UN Should Inspect the Arirang, a Modern Slave Performance

[imText1]The curtain for the mass performance “Arirang” rose at Pyongyang 5.1 Stadium on April 15 with numerous foreign media and visitors in attendance. A BBC journalist said “at one point, 1,000 women in white coalesced into a perfect map of the country. No detail was spared in the purposefully spectacular display.”

The Arirang is a truly tremendous and unusual performance that can only be witnessed in North Korea. The scale and delicacy of the performance is exceptional and includes thousands of people singing songs and dancing simultaneously. In the stadium background, tens of thousands of students become pixels in forming fantastic moving pictures as precise as any electronic signage.

Some people erroneously claim that these performances are merely North Korean cultural events similar to those in South Korea celebrating popular sports and that the intensity and terms of the training are comparable. This view is also held by Kim Jong Il and authoritarian members of the North Korean government.

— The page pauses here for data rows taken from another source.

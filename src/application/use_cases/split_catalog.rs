use anyhow::Context;

use crate::application::dto::{SplitRequest, SplitResponse};
use crate::catalog::domain::{Catalog, ToolDocument};
use crate::config::TOOL_SCHEMA_URI;
use crate::ports::outbound::{DocumentWriter, ProgressReporter, SourceReader};
use crate::shared::error::ConvertError;
use crate::shared::Result;

/// SplitCatalogUseCase - consolidated catalogue to one document per tool
///
/// Each tool becomes `{"$schema": ..., "specVersion": <inherited>,
/// "tool": ...}` in its own file. The `_fromFile` bookkeeping field and
/// null URL values never survive the split.
pub struct SplitCatalogUseCase<SR, DW, PR> {
    source_reader: SR,
    document_writer: DW,
    progress_reporter: PR,
}

impl<SR, DW, PR> SplitCatalogUseCase<SR, DW, PR>
where
    SR: SourceReader,
    DW: DocumentWriter,
    PR: ProgressReporter,
{
    pub fn new(source_reader: SR, document_writer: DW, progress_reporter: PR) -> Self {
        Self {
            source_reader,
            document_writer,
            progress_reporter,
        }
    }

    pub fn execute(&self, request: SplitRequest) -> Result<SplitResponse> {
        let content = self.source_reader.read_source(&request.catalog_path)?;
        let catalog: Catalog =
            serde_json::from_str(&content).map_err(|e| ConvertError::CatalogParseError {
                path: request.catalog_path.clone(),
                details: e.to_string(),
            })?;

        let mut files_written = Vec::with_capacity(catalog.tools.len());
        for mut tool in catalog.tools {
            tool.from_file = None;
            let file_name = tool_file_name(&tool.name);
            self.progress_reporter
                .report(&format!("tool {} -> {}", tool.name, file_name));

            let document = ToolDocument {
                schema: TOOL_SCHEMA_URI.to_string(),
                spec_version: catalog.spec_version.clone(),
                tool,
            };
            let serialized = serde_json::to_string_pretty(&document)
                .with_context(|| format!("Failed to serialize per-tool document {}", file_name))?;

            self.document_writer
                .write_document(&request.tools_dir.join(&file_name), &serialized)?;
            files_written.push(file_name);
        }

        Ok(SplitResponse { files_written })
    }
}

/// Derives the per-tool file name from the tool name: runs of
/// non-alphanumeric characters collapse to a single underscore, the
/// result is lowercased.
pub fn tool_file_name(name: &str) -> String {
    let mut slug = String::with_capacity(name.len());
    let mut last_was_separator = false;
    for ch in name.chars() {
        if ch.is_ascii_alphanumeric() {
            slug.push(ch.to_ascii_lowercase());
            last_was_separator = false;
        } else if !last_was_separator {
            slug.push('_');
            last_was_separator = true;
        }
    }
    format!("{}.json", slug)
}
/// Data Transfer Objects for application layer
///
/// DTOs are used to transfer data between the application layer
/// and adapters, keeping the domain layer isolated.
mod requests;
mod responses;

pub use requests::{AssembleRequest, ConvertRequest, SplitRequest};
pub use responses::{AssembleResponse, ConvertResponse, SplitResponse};
/// Application layer - Use cases and DTOs
///
/// This layer contains the application logic that orchestrates
/// the conversion services and coordinates with infrastructure
/// through ports.
pub mod dto;
pub mod use_cases;
pub mod mocks;
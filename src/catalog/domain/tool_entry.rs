use serde::{Deserialize, Serialize};

/// One tool in the Tool Center v2 schema.
///
/// Field order matters: serde serializes struct fields in declaration
/// order, and the v2 schema expects name, publisher, description, the
/// three classification arrays, the optional URLs, then the reserved
/// arrays. The reserved arrays are `Option<Vec<String>>` so that one
/// configuration flag can switch between "present but empty" and
/// "absent" without a per-field decision.
#[derive(Debug, Clone, Default, PartialEq, Serialize, Deserialize)]
pub struct ToolEntry {
    #[serde(default)]
    pub name: String,
    #[serde(default)]
    pub publisher: String,
    #[serde(default)]
    pub description: String,
    #[serde(default)]
    pub availability: Vec<String>,
    #[serde(default)]
    pub functions: Vec<String>,
    #[serde(default)]
    pub packaging: Vec<String>,
    #[serde(default, skip_serializing_if = "Option::is_none")]
    pub repository_url: Option<String>,
    #[serde(default, skip_serializing_if = "Option::is_none")]
    pub website_url: Option<String>,

    // Reserved arrays: always empty today, kept for future producers.
    #[serde(default, skip_serializing_if = "Option::is_none")]
    pub capabilities: Option<Vec<String>>,
    #[serde(default, skip_serializing_if = "Option::is_none")]
    pub analysis: Option<Vec<String>>,
    #[serde(default, skip_serializing_if = "Option::is_none")]
    pub transform: Option<Vec<String>>,
    #[serde(default, skip_serializing_if = "Option::is_none")]
    pub library: Option<Vec<String>>,
    #[serde(default, skip_serializing_if = "Option::is_none")]
    pub platform: Option<Vec<String>>,
    #[serde(default, skip_serializing_if = "Option::is_none")]
    pub lifecycle: Option<Vec<String>>,
    #[serde(
        rename = "supportedStandards",
        default,
        skip_serializing_if = "Option::is_none"
    )]
    pub supported_standards: Option<Vec<String>>,
    #[serde(
        rename = "cycloneDxVersion",
        default,
        skip_serializing_if = "Option::is_none"
    )]
    pub cyclonedx_version: Option<Vec<String>>,
    #[serde(
        rename = "supportedLanguages",
        default,
        skip_serializing_if = "Option::is_none"
    )]
    pub supported_languages: Option<Vec<String>>,

    /// Bookkeeping only: which per-tool file this entry was assembled
    /// from. Stripped before a tool is written back to its own file.
    #[serde(rename = "_fromFile", default, skip_serializing_if = "Option::is_none")]
    pub from_file: Option<String>,
}
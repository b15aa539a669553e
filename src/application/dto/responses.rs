/// Outcome of a convert run.
#[derive(Debug, Clone)]
pub struct ConvertResponse {
    pub tool_count: usize,
    pub last_updated: String,
}

/// Outcome of a split run.
#[derive(Debug, Clone)]
pub struct SplitResponse {
    /// File names written into the tools directory, in catalogue order.
    pub files_written: Vec<String>,
}

/// Outcome of an assemble run.
#[derive(Debug, Clone)]
pub struct AssembleResponse {
    pub tool_count: usize,
    pub last_updated: String,
}
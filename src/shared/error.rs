use std::fmt;
use std::path::PathBuf;
use thiserror::Error;

/// Exit codes for the CLI application.
///
/// These codes allow scripts and CI systems to distinguish between
/// different failure modes.
#[derive(Debug, Clone, Copy, PartialEq, Eq)]
#[repr(i32)]
pub enum ExitCode {
    /// Success - the requested conversion completed and was written
    Success = 0,
    /// Invalid command-line arguments (clap parsing errors)
    InvalidArguments = 2,
    /// Application error (missing source, unparsable catalogue, write failure, etc.)
    ApplicationError = 3,
}

impl ExitCode {
    /// Convert to i32 for use with std::process::exit
    pub fn as_i32(self) -> i32 {
        self as i32
    }
}

impl fmt::Display for ExitCode {
    fn fmt(&self, f: &mut fmt::Formatter<'_>) -> fmt::Result {
        match self {
            ExitCode::Success => write!(f, "Success (0)"),
            ExitCode::InvalidArguments => write!(f, "Invalid Arguments (2)"),
            ExitCode::ApplicationError => write!(f, "Application Error (3)"),
        }
    }
}

/// Application-specific errors for catalogue conversion.
///
/// Uses thiserror to derive Display and Error traits automatically,
/// keeping the user-facing messages in one place.
///
/// Note that a malformed v1 record is deliberately NOT represented here:
/// the legacy parser ignores lines it does not recognize and never fails.
#[derive(Debug, Error)]
pub enum ConvertError {
    #[error("Source catalogue not found: {path}\n\n💡 Hint: {suggestion}")]
    SourceNotFound { path: PathBuf, suggestion: String },

    #[error("Failed to read file: {path}\nDetails: {details}\n\n💡 Hint: Please verify that the file exists and you have read permissions")]
    FileReadError { path: PathBuf, details: String },

    #[error("Failed to parse catalogue document: {path}\nDetails: {details}\n\n💡 Hint: Please verify that the document contains valid Tool Center v2 JSON")]
    CatalogParseError { path: PathBuf, details: String },

    #[error("Failed to write to file: {path}\nDetails: {details}\n\n💡 Hint: Please verify that the directory exists and you have write permissions")]
    FileWriteError { path: PathBuf, details: String },

    #[error("Security violation: {path}\nReason: {reason}\n\n💡 Hint: {hint}")]
    SecurityError {
        path: PathBuf,
        reason: String,
        hint: String,
    },
}
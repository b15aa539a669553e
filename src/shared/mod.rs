/// Shared utilities and error types used across all layers
pub mod error;
pub mod result;

pub use result::Result;
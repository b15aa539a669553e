use crate::shared::Result;
use std::path::Path;

/// SourceReader port for reading a source document
///
/// Abstracts "read all lines of the source text document". An absent or
/// unreadable source fails the whole run; there is no partial-success
/// mode.
pub trait SourceReader {
    /// Reads the full content of the document at `path`.
    ///
    /// # Errors
    /// Returns an error if the document does not exist or cannot be read.
    fn read_source(&self, path: &Path) -> Result<String>;
}
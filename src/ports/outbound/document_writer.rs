use crate::shared::Result;
use std::path::Path;

/// DocumentWriter port for writing serialized documents
///
/// Abstracts "write a JSON document to a path, overwriting any existing
/// content". Serialization happens before this port is invoked, so a
/// run never leaves a half-written document behind on a logic error.
pub trait DocumentWriter {
    /// Writes `content` to `path`, replacing whatever was there.
    ///
    /// # Errors
    /// Returns an error if the destination cannot be written.
    fn write_document(&self, path: &Path, content: &str) -> Result<()>;
}
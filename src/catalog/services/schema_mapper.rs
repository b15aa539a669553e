//! Maps raw parsed records onto the Tool Center v2 schema.
//!
//! Free-text category labels are classified against a fixed lookup table
//! into the three schema arrays (availability, functions, packaging).
//! Unknown labels are dropped silently: the legacy catalogue accumulated
//! plenty of ad-hoc labels over the years and none of them are errors.

use crate::catalog::domain::{RawRecord, ToolEntry};
use crate::config::ConvertConfig;

/// Which schema array a category label maps into.
#[derive(Debug, Clone, Copy, PartialEq, Eq)]
pub enum TargetList {
    Availability,
    Functions,
    Packaging,
}

/// Recognized category labels. Each label maps to exactly one
/// (array, enum token) pair.
const BUILTIN_MAPPINGS: &[(&str, TargetList, &str)] = &[
    ("opensource", TargetList::Availability, "OPEN_SOURCE"),
    ("proprietary", TargetList::Availability, "SUBSCRIPTION"),
    ("analysis", TargetList::Functions, "ANALYSIS"),
    ("transform", TargetList::Functions, "TRANSFORM"),
    ("signing-notary", TargetList::Functions, "SIGNING/NOTARY"),
    (
        "build-integration",
        TargetList::Functions,
        "PACKAGE_MANAGER_INTEGRATION",
    ),
    ("distribute", TargetList::Functions, "DISTRIBUTE"),
    ("author", TargetList::Functions, "AUTHOR"),
    ("library", TargetList::Packaging, "LIBRARY"),
    ("github-action", TargetList::Packaging, "GITHUB_ACTION"),
    ("github-app", TargetList::Packaging, "GITHUB_APP"),
];

/// Immutable category lookup table. Lookups are case-insensitive and
/// ignore surrounding whitespace.
#[derive(Debug, Clone)]
pub struct CategoryTable {
    entries: &'static [(&'static str, TargetList, &'static str)],
}

impl Default for CategoryTable {
    fn default() -> Self {
        Self {
            entries: BUILTIN_MAPPINGS,
        }
    }
}

impl CategoryTable {
    pub fn lookup(&self, label: &str) -> Option<(TargetList, &'static str)> {
        let needle = label.trim().to_lowercase();
        self.entries
            .iter()
            .find(|(known, _, _)| *known == needle)
            .map(|(_, target, token)| (*target, *token))
    }
}

/// SchemaMapper - turns one RawRecord into one ToolEntry
///
/// The mapper owns normalization (trimming, truncation, empty-URL
/// dropping) and category classification. It never attaches the reserved
/// arrays; that is the assembler's decision.
pub struct SchemaMapper<'a> {
    config: &'a ConvertConfig,
}

impl<'a> SchemaMapper<'a> {
    pub fn new(config: &'a ConvertConfig) -> Self {
        Self { config }
    }

    pub fn map(&self, record: &RawRecord) -> ToolEntry {
        let (availability, functions, packaging) = self.classify(&record.categories);

        ToolEntry {
            name: record.name.trim().to_string(),
            publisher: record
                .publisher
                .as_deref()
                .unwrap_or_default()
                .trim()
                .to_string(),
            description: truncate_description(
                record.description.as_deref().unwrap_or_default().trim(),
                self.config.max_description_len,
            ),
            availability,
            functions,
            packaging,
            repository_url: normalize_url(record.repo_url.as_deref()),
            website_url: normalize_url(record.website_url.as_deref()),
            ..ToolEntry::default()
        }
    }

    /// Classify raw labels into the three schema arrays. Hits append in
    /// first-seen order with set semantics; misses are dropped.
    fn classify(&self, categories: &[String]) -> (Vec<String>, Vec<String>, Vec<String>) {
        let mut availability = Vec::new();
        let mut functions = Vec::new();
        let mut packaging = Vec::new();

        for label in categories {
            let Some((target, token)) = self.config.category_table.lookup(label) else {
                continue;
            };
            let list = match target {
                TargetList::Availability => &mut availability,
                TargetList::Functions => &mut functions,
                TargetList::Packaging => &mut packaging,
            };
            if !list.iter().any(|existing| existing == token) {
                list.push(token.to_string());
            }
        }

        (availability, functions, packaging)
    }
}

/// Hard-cut the description at `max_len` characters. No ellipsis, no
/// word-boundary adjustment; counts chars, not bytes.
fn truncate_description(text: &str, max_len: usize) -> String {
    if text.chars().count() > max_len {
        text.chars().take(max_len).collect()
    } else {
        text.to_string()
    }
}

/// An empty or whitespace-only URL means "absent", so the output key can
/// be omitted entirely.
fn normalize_url(value: Option<&str>) -> Option<String> {
    let trimmed = value.unwrap_or_default().trim();
    if trimmed.is_empty() {
        None
    } else {
        Some(trimmed.to_string())
    }
}
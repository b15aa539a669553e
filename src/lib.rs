//! toolcenter-convert - CycloneDX Tool Center catalogue converter
//!
//! This library converts the Tool Center catalogue between three
//! representations: the legacy v1 line-oriented text format, the
//! consolidated v2 JSON document, and the one-file-per-tool JSON layout.
//! It follows hexagonal architecture: pure conversion logic in the core,
//! file system and console access behind ports.
//!
//! # Architecture
//!
//! - **Domain Layer** (`catalog`): record parser, schema mapper, envelope
//!   assembler, and the catalogue data model
//! - **Application Layer** (`application`): the convert, split, and
//!   assemble use cases
//! - **Ports** (`ports`): interface definitions for infrastructure
//! - **Adapters** (`adapters`): concrete implementations of ports
//! - **Shared** (`shared`): common error and result types
//!
//! # Example
//!
//! ```no_run
//! use toolcenter_convert::prelude::*;
//! use std::path::PathBuf;
//!
//! # fn main() -> Result<()> {
//! let use_case = ConvertCatalogUseCase::new(
//!     FileSystemReader::new(),
//!     FileSystemWriter::new(),
//!     StderrProgressReporter::new(),
//!     ConvertConfig::default(),
//! );
//!
//! let request = ConvertRequest::new(PathBuf::from("tools.yaml"), PathBuf::from("tools.json"));
//! let response = use_case.execute(request)?;
//! eprintln!("converted {} tool(s)", response.tool_count);
//! # Ok(())
//! # }
//! ```

pub mod adapters;
pub mod application;
pub mod catalog;
pub mod cli;
pub mod config;
pub mod ports;
pub mod shared;

/// Prelude module for convenient imports
pub mod prelude {
    pub use crate::adapters::outbound::console::StderrProgressReporter;
    pub use crate::adapters::outbound::filesystem::{FileSystemReader, FileSystemWriter};
    pub use crate::application::dto::{
        AssembleRequest, AssembleResponse, ConvertRequest, ConvertResponse, SplitRequest,
        SplitResponse,
    };
    pub use crate::application::use_cases::{
        tool_file_name, AssembleCatalogUseCase, ConvertCatalogUseCase, SplitCatalogUseCase,
    };
    pub use crate::catalog::domain::{Catalog, CatalogLicense, RawRecord, ToolDocument, ToolEntry};
    pub use crate::catalog::services::{
        current_timestamp, parse_records, CatalogAssembler, CategoryTable, SchemaMapper,
    };
    pub use crate::cli::{Args, Command};
    pub use crate::config::{
        ConvertConfig, CATALOG_SCHEMA_URI, MAX_DESCRIPTION_LEN, SPEC_VERSION, TOOL_SCHEMA_URI,
    };
    pub use crate::ports::outbound::{
        DocumentWriter, ProgressReporter, SourceReader, ToolFolderReader,
    };
    pub use crate::shared::error::{ConvertError, ExitCode};
    pub use crate::shared::Result;
}
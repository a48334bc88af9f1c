use tracing_subscriber::{layer::SubscriberExt, util::SubscriberInitExt, EnvFilter};

pub fn init_cli_logger(verbose: bool) {
    let filter = if verbose {
        EnvFilter::try_from_default_env()
            .unwrap_or_else(|_| EnvFilter::new("small_fdw=debug,info"))
    } else {
        EnvFilter::try_from_default_env().unwrap_or_else(|_| EnvFilter::new("small_fdw=info"))
    };

    // Rows go to stdout, so logs stay on stderr.
    tracing_subscriber::registry()
        .with(filter)
        .with(
            tracing_subscriber::fmt::layer()
                .with_writer(std::io::stderr)
                .with_target(false)
                .with_thread_ids(false)
                .with_file(false)
                .with_line_number(false)
                .compact(),
        )
        .init();
}

/// JSON lines for hosts that ship logs to a collector.
pub fn init_json_logger() {
    let filter =
        EnvFilter::try_from_default_env().unwrap_or_else(|_| EnvFilter::new("small_fdw=info"));

    tracing_subscriber::registry()
        .with(filter)
        .with(
            tracing_subscriber::fmt::layer()
                .with_writer(std::io::stderr)
                .with_target(false)
                .with_thread_ids(false)
                .with_file(false)
                .with_line_number(false)
                .json(),
        )
        .init();
}
use crate::domain::ports::{KeyValueConnector, KeyValueStore};
use crate::utils::error::{AdapterError, Result};
use redis::Commands;
use std::time::Duration;

/// Opens a dedicated Redis connection for every adapter instance.
#[derive(Debug, Clone, Default)]
pub struct RedisConnector {
    connect_timeout: Option<Duration>,
}

impl RedisConnector {
    pub fn with_connect_timeout(timeout: Duration) -> Self {
        Self {
            connect_timeout: Some(timeout),
        }
    }
}

impl KeyValueConnector for RedisConnector {
    fn connect(&self, host: &str, port: u16) -> Result<Box<dyn KeyValueStore>> {
        let client = redis::Client::open((host, port))?;
        let connection = match self.connect_timeout {
            Some(timeout) => client.get_connection_with_timeout(timeout)?,
            None => client.get_connection()?,
        };
        tracing::debug!("Connected to redis at {}:{}", host, port);

        Ok(Box::new(RedisStore {
            connection: Some(connection),
        }))
    }
}

pub struct RedisStore {
    connection: Option<redis::Connection>,
}

impl RedisStore {
    fn connection(&mut self) -> Result<&mut redis::Connection> {
        self.connection
            .as_mut()
            .ok_or_else(|| AdapterError::Disconnected {
                message: "redis connection already closed".to_string(),
            })
    }
}

impl KeyValueStore for RedisStore {
    fn select(&mut self, db: i64) -> Result<()> {
        redis::cmd("SELECT").arg(db).query::<()>(self.connection()?)?;
        Ok(())
    }

    fn keys(&mut self, pattern: &str) -> Result<Vec<String>> {
        let keys: Vec<String> = self.connection()?.keys(pattern)?;
        Ok(keys)
    }

    fn get(&mut self, key: &str) -> Result<Option<String>> {
        let value: Option<String> = self.connection()?.get(key)?;
        Ok(value)
    }

    fn close(&mut self) -> Result<()> {
        // Dropping the connection closes the socket.
        self.connection = None;
        Ok(())
    }
}
pub mod command;
pub mod http_json;
pub mod key_value;
pub mod sequence;

pub use command::CommandAdapter;
pub use http_json::HttpJsonAdapter;
pub use key_value::KeyValueAdapter;
pub use sequence::SequenceAdapter;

The reality of Arirang is different however, according to vivid testimony of the parents whose children participate in the performance. Their children’s eyes are tense after robust mechanical drilling by their director.

The training period for the Arirang is over 6 months. Particularly delicate dancing or movement may require training for a year or more during which students give up studying and their private lives. The performances last from two to four months. As in the army, every participant belongs to a company, battalion and regiment and participates in regular meetings for evaluation and peer criticism.

They train in both dazzling sunshine and snowstorms. Thousands of preschoolers perform choreographed rope-jumping stunts, hand-standing, and hand-walking while singing, “The way for victory with the great general” in unison. They practice a single movement thousands of times.

Five and six year old children emulate military parade walking techniques that require exhausting straight leg kicks to a 60 cm height, toes straight, followed by a floor kick. A day’s training in this technique leaves the children weak and dizzy.

The Arirang is a modern slavery performance used to raise foreign currency and produce propaganda. Participation is mandatory and generally without reward, though in 2005, some participants received sewing machines as “gifts from the General.”

Arirang authorities claim this event is a concentrated expression of North Korean will. It is clear however that this expression of national will could only occur in an absolute dictatorship determined to use its people as conscripted pixels.

North Korea is a signatory to the UN Convention on the Rights of the Child which states that “Parties shall take all appropriate legislative, administrative, social and educational measures to protect the child from all forms of physical or mental violence, injury or abuse, neglect or negligent treatment, maltreatment or exploitation, including sexual abuse, while in the care of parent(s), legal guardian(s) or any other person who has the care of the child.”

The performance of Arirang is an obvious violation of the Convention on the Rights of the Child the United Nations should begin an investigation. No parent should support the Arirang performance due to its use of large scale, forced labor, a condition commonly called slavery.